As an exercise, copy out the entries exactly as written.

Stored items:
+++

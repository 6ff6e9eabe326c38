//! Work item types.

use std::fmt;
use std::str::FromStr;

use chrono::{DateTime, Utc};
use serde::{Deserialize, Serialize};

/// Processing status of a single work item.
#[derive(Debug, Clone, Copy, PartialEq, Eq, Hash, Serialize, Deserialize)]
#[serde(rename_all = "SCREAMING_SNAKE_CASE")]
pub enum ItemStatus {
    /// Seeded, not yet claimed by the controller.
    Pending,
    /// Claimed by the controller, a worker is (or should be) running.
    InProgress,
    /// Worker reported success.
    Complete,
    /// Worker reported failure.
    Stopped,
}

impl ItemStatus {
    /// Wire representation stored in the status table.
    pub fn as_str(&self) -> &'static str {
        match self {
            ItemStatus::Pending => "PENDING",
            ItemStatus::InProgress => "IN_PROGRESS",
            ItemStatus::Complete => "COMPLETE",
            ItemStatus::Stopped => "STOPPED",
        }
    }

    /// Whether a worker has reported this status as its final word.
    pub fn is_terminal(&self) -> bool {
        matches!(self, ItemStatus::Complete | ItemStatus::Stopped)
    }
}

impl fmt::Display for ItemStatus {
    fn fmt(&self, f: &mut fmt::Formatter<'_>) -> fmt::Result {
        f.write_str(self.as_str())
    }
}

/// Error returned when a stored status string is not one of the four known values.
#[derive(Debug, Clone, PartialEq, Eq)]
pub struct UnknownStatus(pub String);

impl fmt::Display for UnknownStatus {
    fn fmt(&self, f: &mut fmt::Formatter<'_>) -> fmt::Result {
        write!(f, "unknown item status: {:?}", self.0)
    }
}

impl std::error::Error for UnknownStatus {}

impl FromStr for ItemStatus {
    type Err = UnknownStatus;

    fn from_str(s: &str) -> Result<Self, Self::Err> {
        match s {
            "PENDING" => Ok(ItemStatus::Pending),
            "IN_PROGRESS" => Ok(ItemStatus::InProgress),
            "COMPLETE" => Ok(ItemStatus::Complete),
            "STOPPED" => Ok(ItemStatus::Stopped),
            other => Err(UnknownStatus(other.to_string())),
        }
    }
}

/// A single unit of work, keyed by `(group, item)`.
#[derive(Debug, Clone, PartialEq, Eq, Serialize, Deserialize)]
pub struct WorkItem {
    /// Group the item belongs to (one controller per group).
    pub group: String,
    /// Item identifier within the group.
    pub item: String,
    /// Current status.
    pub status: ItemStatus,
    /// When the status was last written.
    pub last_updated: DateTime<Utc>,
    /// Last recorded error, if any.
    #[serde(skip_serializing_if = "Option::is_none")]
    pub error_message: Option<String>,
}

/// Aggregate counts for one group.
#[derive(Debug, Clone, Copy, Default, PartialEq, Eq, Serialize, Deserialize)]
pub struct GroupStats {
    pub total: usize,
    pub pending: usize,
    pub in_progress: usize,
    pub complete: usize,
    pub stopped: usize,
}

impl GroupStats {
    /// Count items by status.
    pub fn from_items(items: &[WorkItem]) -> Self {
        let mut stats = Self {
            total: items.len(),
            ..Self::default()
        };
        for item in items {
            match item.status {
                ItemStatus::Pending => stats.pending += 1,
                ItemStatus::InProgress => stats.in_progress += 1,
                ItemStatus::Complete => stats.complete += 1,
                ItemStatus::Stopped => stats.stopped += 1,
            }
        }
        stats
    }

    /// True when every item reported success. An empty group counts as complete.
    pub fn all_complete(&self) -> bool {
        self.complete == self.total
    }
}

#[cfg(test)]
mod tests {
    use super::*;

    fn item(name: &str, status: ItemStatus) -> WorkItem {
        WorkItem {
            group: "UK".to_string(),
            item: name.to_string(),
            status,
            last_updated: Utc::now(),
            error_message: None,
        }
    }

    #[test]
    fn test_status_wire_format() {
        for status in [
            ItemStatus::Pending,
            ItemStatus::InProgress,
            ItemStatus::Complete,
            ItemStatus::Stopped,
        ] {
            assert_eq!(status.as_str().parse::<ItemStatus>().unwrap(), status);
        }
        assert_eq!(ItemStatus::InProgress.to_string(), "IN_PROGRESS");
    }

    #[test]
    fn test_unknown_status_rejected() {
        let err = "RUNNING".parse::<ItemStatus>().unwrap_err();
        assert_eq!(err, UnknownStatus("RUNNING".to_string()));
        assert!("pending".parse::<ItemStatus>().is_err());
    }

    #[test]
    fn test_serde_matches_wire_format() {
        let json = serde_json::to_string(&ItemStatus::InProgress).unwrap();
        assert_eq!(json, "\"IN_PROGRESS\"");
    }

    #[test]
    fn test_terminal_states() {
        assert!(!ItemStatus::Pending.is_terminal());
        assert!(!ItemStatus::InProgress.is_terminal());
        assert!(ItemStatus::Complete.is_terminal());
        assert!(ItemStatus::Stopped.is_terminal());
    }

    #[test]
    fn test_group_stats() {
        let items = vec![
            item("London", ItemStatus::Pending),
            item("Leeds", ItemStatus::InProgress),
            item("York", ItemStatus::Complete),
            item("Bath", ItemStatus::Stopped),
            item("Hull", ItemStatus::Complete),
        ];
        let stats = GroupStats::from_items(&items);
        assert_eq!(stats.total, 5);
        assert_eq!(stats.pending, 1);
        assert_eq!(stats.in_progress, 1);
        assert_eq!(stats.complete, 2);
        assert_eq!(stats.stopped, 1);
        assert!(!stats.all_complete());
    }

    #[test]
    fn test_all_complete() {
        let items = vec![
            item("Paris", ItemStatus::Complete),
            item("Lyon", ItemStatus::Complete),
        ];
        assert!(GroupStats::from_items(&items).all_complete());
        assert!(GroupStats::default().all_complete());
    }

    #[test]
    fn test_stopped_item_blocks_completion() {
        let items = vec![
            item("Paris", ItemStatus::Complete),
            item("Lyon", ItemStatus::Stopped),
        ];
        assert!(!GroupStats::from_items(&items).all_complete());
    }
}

+++

Solution for this problem:
repository 6ff6e9eabe326c38
//! Work item types.

use std::fmt;
use std::str::FromStr;

use chrono::{DateTime, Utc};
use serde::{Deserialize, Serialize};

/// Processing status of a single work item.
#[derive(Debug, Clone, Copy, PartialEq, Eq, Hash, Serialize, Deserialize)]
#[serde(rename_all = "SCREAMING_SNAKE_CASE")]
pub enum ItemStatus {
    /// Seeded, not yet claimed by the controller.
    Pending,
    /// Claimed by the controller, a worker is (or should be) running.
    InProgress,
    /// Worker reported success.
    Complete,
    /// Worker reported failure.
    Stopped,
}

impl ItemStatus {
    /// Wire representation stored in the status table.
    pub fn as_str(&self) -> &'static str {
        match self {
            ItemStatus::Pending => "PENDING",
            ItemStatus::InProgress => "IN_PROGRESS",
            ItemStatus::Complete => "COMPLETE",
            ItemStatus::Stopped => "STOPPED",
        }
    }

    /// Whether a worker has reported this status as its final word.
    pub fn is_terminal(&self) -> bool {
        matches!(self, ItemStatus::Complete | ItemStatus::Stopped)
    }
}

impl fmt::Display for ItemStatus {
    fn fmt(&self, f: &mut fmt::Formatter<'_>) -> fmt::Result {
        f.write_str(self.as_str())
    }
}

/// Error returned when a stored status string is not one of the four known values.
#[derive(Debug, Clone, PartialEq, Eq)]
pub struct UnknownStatus(pub String);

impl fmt::Display for UnknownStatus {
    fn fmt(&self, f: &mut fmt::Formatter<'_>) -> fmt::Result {
        write!(f, "unknown item status: {:?}", self.0)
    }
}

impl std::error::Error for UnknownStatus {}

impl FromStr for ItemStatus {
    type Err = UnknownStatus;

    fn from_str(s: &str) -> Result<Self, Self::Err> {
        match s {
            "PENDING" => Ok(ItemStatus::Pending),
            "IN_PROGRESS" => Ok(ItemStatus::InProgress),
            "COMPLETE" => Ok(ItemStatus::Complete),
            "STOPPED" => Ok(ItemStatus::Stopped),
            other => Err(UnknownStatus(other.to_string())),
        }
    }
}

/// A single unit of work, keyed by `(group, item)`.
#[derive(Debug, Clone, PartialEq, Eq, Serialize, Deserialize)]
pub struct WorkItem {
    /// Group the item belongs to (one controller per group).
    pub group: String,
    /// Item identifier within the group.
    pub item: String,
    /// Current status.
    pub status: ItemStatus,
    /// When the status was last written.
    pub last_updated: DateTime<Utc>,
    /// Last recorded error, if any.
    #[serde(skip_serializing_if = "Option::is_none")]
    pub error_message: Option<String>,
}

/// Aggregate counts for one group.
#[derive(Debug, Clone, Copy, Default, PartialEq, Eq, Serialize, Deserialize)]
pub struct GroupStats {
    pub total: usize,
    pub pending: usize,
    pub in_progress: usize,
    pub complete: usize,
    pub stopped: usize,
}

impl GroupStats {
    /// Count items by status.
    pub fn from_items(items: &[WorkItem]) -> Self {
        let mut stats = Self {
            total: items.len(),
            ..Self::default()
        };
        for item in items {
            match item.status {
                ItemStatus::Pending => stats.pending += 1,
                ItemStatus::InProgress => stats.in_progress += 1,
                ItemStatus::Complete => stats.complete += 1,
                ItemStatus::Stopped => stats.stopped += 1,
            }
        }
        stats
    }

    /// True when every item reported success. An empty group counts as complete.
    pub fn all_complete(&self) -> bool {
        self.complete == self.total
    }
}

#[cfg(test)]
mod tests {
    use super::*;

    fn item(name: &str, status: ItemStatus) -> WorkItem {
        WorkItem {
            group: "UK".to_string(),
            item: name.to_string(),
            status,
            last_updated: Utc::now(),
            error_message: None,
        }
    }

    #[test]
    fn test_status_wire_format() {
        for status in [
            ItemStatus::Pending,
            ItemStatus::InProgress,
            ItemStatus::Complete,
            ItemStatus::Stopped,
        ] {
            assert_eq!(status.as_str().parse::<ItemStatus>().unwrap(), status);
        }
        assert_eq!(ItemStatus::InProgress.to_string(), "IN_PROGRESS");
    }

    #[test]
    fn test_unknown_status_rejected() {
        let err = "RUNNING".parse::<ItemStatus>().unwrap_err();
        assert_eq!(err, UnknownStatus("RUNNING".to_string()));
        assert!("pending".parse::<ItemStatus>().is_err());
    }

    #[test]
    fn test_serde_matches_wire_format() {
        let json = serde_json::to_string(&ItemStatus::InProgress).unwrap();
        assert_eq!(json, "\"IN_PROGRESS\"");
    }

    #[test]
    fn test_terminal_states() {
        assert!(!ItemStatus::Pending.is_terminal());
        assert!(!ItemStatus::InProgress.is_terminal());
        assert!(ItemStatus::Complete.is_terminal());
        assert!(ItemStatus::Stopped.is_terminal());
    }

    #[test]
    fn test_group_stats() {
        let items = vec![
            item("London", ItemStatus::Pending),
            item("Leeds", ItemStatus::InProgress),
            item("York", ItemStatus::Complete),
            item("Bath", ItemStatus::Stopped),
            item("Hull", ItemStatus::Complete),
        ];
        let stats = GroupStats::from_items(&items);
        assert_eq!(stats.total, 5);
        assert_eq!(stats.pending, 1);
        assert_eq!(stats.in_progress, 1);
        assert_eq!(stats.complete, 2);
        assert_eq!(stats.stopped, 1);
        assert!(!stats.all_complete());
    }

    #[test]
    fn test_all_complete() {
        let items = vec![
            item("Paris", ItemStatus::Complete),
            item("Lyon", ItemStatus::Complete),
        ];
        assert!(GroupStats::from_items(&items).all_complete());
        assert!(GroupStats::default().all_complete());
    }

    #[test]
    fn test_stopped_item_blocks_completion() {
        let items = vec![
            item("Paris", ItemStatus::Complete),
            item("Lyon", ItemStatus::Stopped),
        ];
        assert!(!GroupStats::from_items(&items).all_complete());
    }
}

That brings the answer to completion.